Sistem kekebalan tubuh penderita lupus akan menyerang sel, jaringan dan organ yang sehat. Sistem kekebalan tubuh akan mengalami kehilangan kemampuan untuk melihat perbedaan antara substansi asing (no-self) dan sel dan jaringan tubuh sendiri (self).
Bentuk penyakit lupus sangat luas, meliputi ruam berbentuk sayap kupu-kupu di wajah, keterlibatan kulit dan mukosa, sendi, darah, jantung, paru, ginjal, susunan saraf pusat dan sistem imun, sehingga memerlukan pengobatan yang lama dan seumur hidup.
Lupus bukan penyakit menular. Namun ada beberapa faktor resiko penyakit lupus, adalah:
Faktor genetik: diketahui sekitar 7 persen pasien lupus memiliki keluarga dekat (orang tua atau saudara kandung) yang juga terdiagnosis lupus.
Faktor lingkungan: merupakan faktor pemicu timbulnya lupus: infeksi, stres, makanan, antibiotik (khususnya kelompok sulfa dan penisilin), cahaya ultraviolet (matahari) dan penggunaan obat-obat tertentu, merokok, paparan kristal silica.
Faktor hormonal: perempuan lebih sering terkena penyakit lupus dibandingkan laki-laki.
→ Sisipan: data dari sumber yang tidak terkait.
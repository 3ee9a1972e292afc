//! Sell order service: intake, lifecycle updates and the one-shot
//! listing materialization.

use std::sync::Arc;

use serde_json::{Map, Value};
use sqlx::types::Json;
use tracing::{info, warn};
use uuid::Uuid;

use crate::domain::order::requests_completion;
use crate::domain::{Audience, ImagePair, SellOrder};
use crate::error::ApiError;
use crate::media::MediaStore;
use crate::notify::TelegramNotifier;
use crate::persistence::{FailedUploadRepo, ListingRepo, SellOrderRepo};
use crate::service::listings::{FULL_WIDTH, THUMB_WIDTH};
use crate::service::property::{UploadFile, parse_property};

/// Storage folder for order images.
const IMAGE_FOLDER: &str = "orders";
/// Hard cap on images per order submission.
pub const MAX_ORDER_IMAGES: usize = 10;

/// Orchestration layer for the sell order workflow.
#[derive(Debug, Clone)]
pub struct SellOrderService {
    orders: SellOrderRepo,
    listings: ListingRepo,
    media: Arc<MediaStore>,
    failed_uploads: FailedUploadRepo,
    notifier: Arc<TelegramNotifier>,
}

impl SellOrderService {
    /// Creates a new `SellOrderService`.
    #[must_use]
    pub fn new(
        orders: SellOrderRepo,
        listings: ListingRepo,
        media: Arc<MediaStore>,
        failed_uploads: FailedUploadRepo,
        notifier: Arc<TelegramNotifier>,
    ) -> Self {
        Self {
            orders,
            listings,
            media,
            failed_uploads,
            notifier,
        }
    }

    /// Lists orders, optionally narrowed to one status.
    ///
    /// # Errors
    ///
    /// Returns an [`ApiError`] on repository failure.
    pub async fn list(
        &self,
        status: Option<&str>,
        audience: Audience,
    ) -> Result<Vec<SellOrder>, ApiError> {
        self.orders.list(status, audience).await
    }

    /// Fetches one order.
    ///
    /// # Errors
    ///
    /// Returns [`ApiError::NotFound`] when absent.
    pub async fn get(&self, id: Uuid, audience: Audience) -> Result<SellOrder, ApiError> {
        self.orders
            .find_by_id(id, audience)
            .await?
            .ok_or_else(|| ApiError::NotFound("order not found".into()))
    }

    /// Creates an intake order from a public multipart submission.
    ///
    /// Unlike listing creation, an image that fails to upload does not
    /// reject the submission: the failure is recorded in the upload
    /// log and the image is skipped, so a seller never loses their
    /// request to a broken photo.
    ///
    /// # Errors
    ///
    /// Returns an [`ApiError`] for invalid payloads or repository
    /// failures.
    pub async fn create(
        &self,
        payload: Map<String, Value>,
        files: Vec<UploadFile>,
    ) -> Result<SellOrder, ApiError> {
        if files.len() > MAX_ORDER_IMAGES {
            return Err(ApiError::Unprocessable(format!(
                "at most {MAX_ORDER_IMAGES} images per order"
            )));
        }
        let mut parsed = parse_property(payload)?;

        let mut images = Vec::with_capacity(files.len());
        for file in &files {
            match self.upload_pair(file).await {
                Ok(pair) => images.push(pair),
                Err(reason) => {
                    if let Err(e) = self
                        .failed_uploads
                        .insert(&file.original_name, &reason)
                        .await
                    {
                        warn!(error = %e, "could not record failed upload");
                    }
                }
            }
        }
        parsed.fields.images = Json(images);

        let order = self.orders.insert(&parsed.fields).await?;
        self.notifier.sell_order_created(&order).await;
        info!(id = %order.id, "sell order created");
        Ok(order)
    }

    /// Updates an order. An explicit `completed` status claims the
    /// completion transition first; only the claim winner materializes
    /// a listing, so repeated or concurrent completions create exactly
    /// one object.
    ///
    /// # Errors
    ///
    /// Returns an [`ApiError`] for invalid payloads, a missing order or
    /// repository failures.
    pub async fn update(
        &self,
        id: Uuid,
        payload: Map<String, Value>,
    ) -> Result<SellOrder, ApiError> {
        let existing = self
            .orders
            .find_by_id(id, Audience::AdminService)
            .await?
            .ok_or_else(|| ApiError::NotFound("order not found".into()))?;

        let mut parsed = parse_property(payload)?;
        let images: Vec<ImagePair> = parsed
            .existing_images
            .take()
            .unwrap_or_else(|| existing.fields.images.0.clone());
        parsed.fields.images = Json(images);

        // Claim before writing the status column: the claim is the only
        // place allowed to observe the not-yet-completed state.
        let won_completion = requests_completion(parsed.status.as_deref())
            && self.orders.complete_if_pending(id).await?;

        let mut updated = self
            .orders
            .update(
                id,
                &parsed.fields,
                parsed.status.as_deref(),
                parsed.decline_reason.as_deref(),
            )
            .await?
            .ok_or_else(|| ApiError::NotFound("order not found".into()))?;

        if won_completion {
            let listing = self.listings.insert_from_order(&updated.fields).await?;
            self.orders.set_created_object(id, listing.id).await?;
            updated.created_object_id = Some(listing.id);
            info!(order = %id, listing = %listing.id, "order completed, listing materialized");
        }
        Ok(updated)
    }

    /// Deletes an order and, best effort, its stored images.
    ///
    /// # Errors
    ///
    /// Returns [`ApiError::NotFound`] when absent.
    pub async fn delete(&self, id: Uuid) -> Result<SellOrder, ApiError> {
        let removed = self
            .orders
            .delete(id)
            .await?
            .ok_or_else(|| ApiError::NotFound("order not found".into()))?;
        for pair in &removed.fields.images.0 {
            self.media.delete_by_url(&pair.image_url).await;
            self.media.delete_by_url(&pair.thumbnail_url).await;
        }
        Ok(removed)
    }

    /// Uploads both renditions of one file; the error is the reason
    /// recorded in the upload log.
    async fn upload_pair(&self, file: &UploadFile) -> Result<ImagePair, String> {
        let image_url = self
            .media
            .upload(
                &file.data,
                &file.original_name,
                IMAGE_FOLDER,
                Some(FULL_WIDTH),
            )
            .await
            .map_err(|e| e.to_string())?;
        let thumbnail_url = self
            .media
            .upload(
                &file.data,
                &file.original_name,
                IMAGE_FOLDER,
                Some(THUMB_WIDTH),
            )
            .await
            .map_err(|e| e.to_string())?;
        Ok(ImagePair {
            image_url,
            thumbnail_url,
        })
    }
}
Meningkatnya angka pertumbuhan penyakit lupus sebelum periode mestruasi atau selama kehamilan mendukung dugaan bahwa hormon, khususnya estrogen menjadi pencetus penyakit lupus. Namun, hingga saat ini belum diketahui secara pasti peran hormon yang menjadi penyebab besarnya prevalensi lupus pada perempuan.